21. Par rapport aux salaires arriérés, le club a considéré qu’en raison de l’absence du Joueur, « le Club a valablement suspendu le paiement du salaire du Joueur à compter de novembre 2019. Aucun salaire ne peut être considéré comme arriéré à compter de cette date. »
22. Au vu de l’ensemble de ce qui précède, « et en particulier considérant les manquements contractuels répétés commis par le Joueur et l’attitude raisonnable et diligente du Club », le club a consideré qu’il apparait « qu’au jour de la résiliation du contrat, soit le 13 mars 2020, le Joueur n’avait pas juste cause justifiant cette résiliation. »
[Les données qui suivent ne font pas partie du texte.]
use ratatui::layout::{Alignment, Rect};
use ratatui::style::{Color, Modifier, Style};
use ratatui::text::{Line, Span};
use ratatui::widgets::Paragraph;
use ratatui::Frame;

use crate::game::GameState;

/// Draws the one-line status row: snake length and score.
pub fn render_status(frame: &mut Frame<'_>, area: Rect, state: &GameState) {
    frame.render_widget(
        Paragraph::new(status_line(state.snake.len(), state.score))
            .alignment(Alignment::Left)
            .style(Style::default().fg(Color::DarkGray)),
        area,
    );
}

fn status_line(length: usize, score: u32) -> Line<'static> {
    let value = Style::default()
        .fg(Color::White)
        .add_modifier(Modifier::BOLD);

    Line::from(vec![
        Span::raw(" Length: "),
        Span::styled(length.to_string(), value),
        Span::raw("  Score: "),
        Span::styled(score.to_string(), value),
    ])
}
23. Par conséquent, le club a demandé « de condamner le premier défendeur au paiement de la somme de 1.000.000 USD à titre d’indemnité, plus un intérêt de 5% par an à compter de la date de la rupture contractuelle; », selon la disposition de l’art. 5.10 du contrat.
24. Dans sa réponse à la demande reconventionnelle du club, le joueur a nié avoir été rappelé à l’ordre par le club.
25. Par rapport à son professionnalisme, le joueur a déclaré qu’il « possède une grande expérience professionnelle avec des grands clubs [et qu’il à] toujours été exemplaire sur le terrain et en dehors avec ces collègues et avec les staffs technique du club, [qu’il n'a jamais eu le moindre problème avec une direction du club ou les instances du football, [et qu’il] n'a jamais eu un carton rouge dans toute sa carrière. »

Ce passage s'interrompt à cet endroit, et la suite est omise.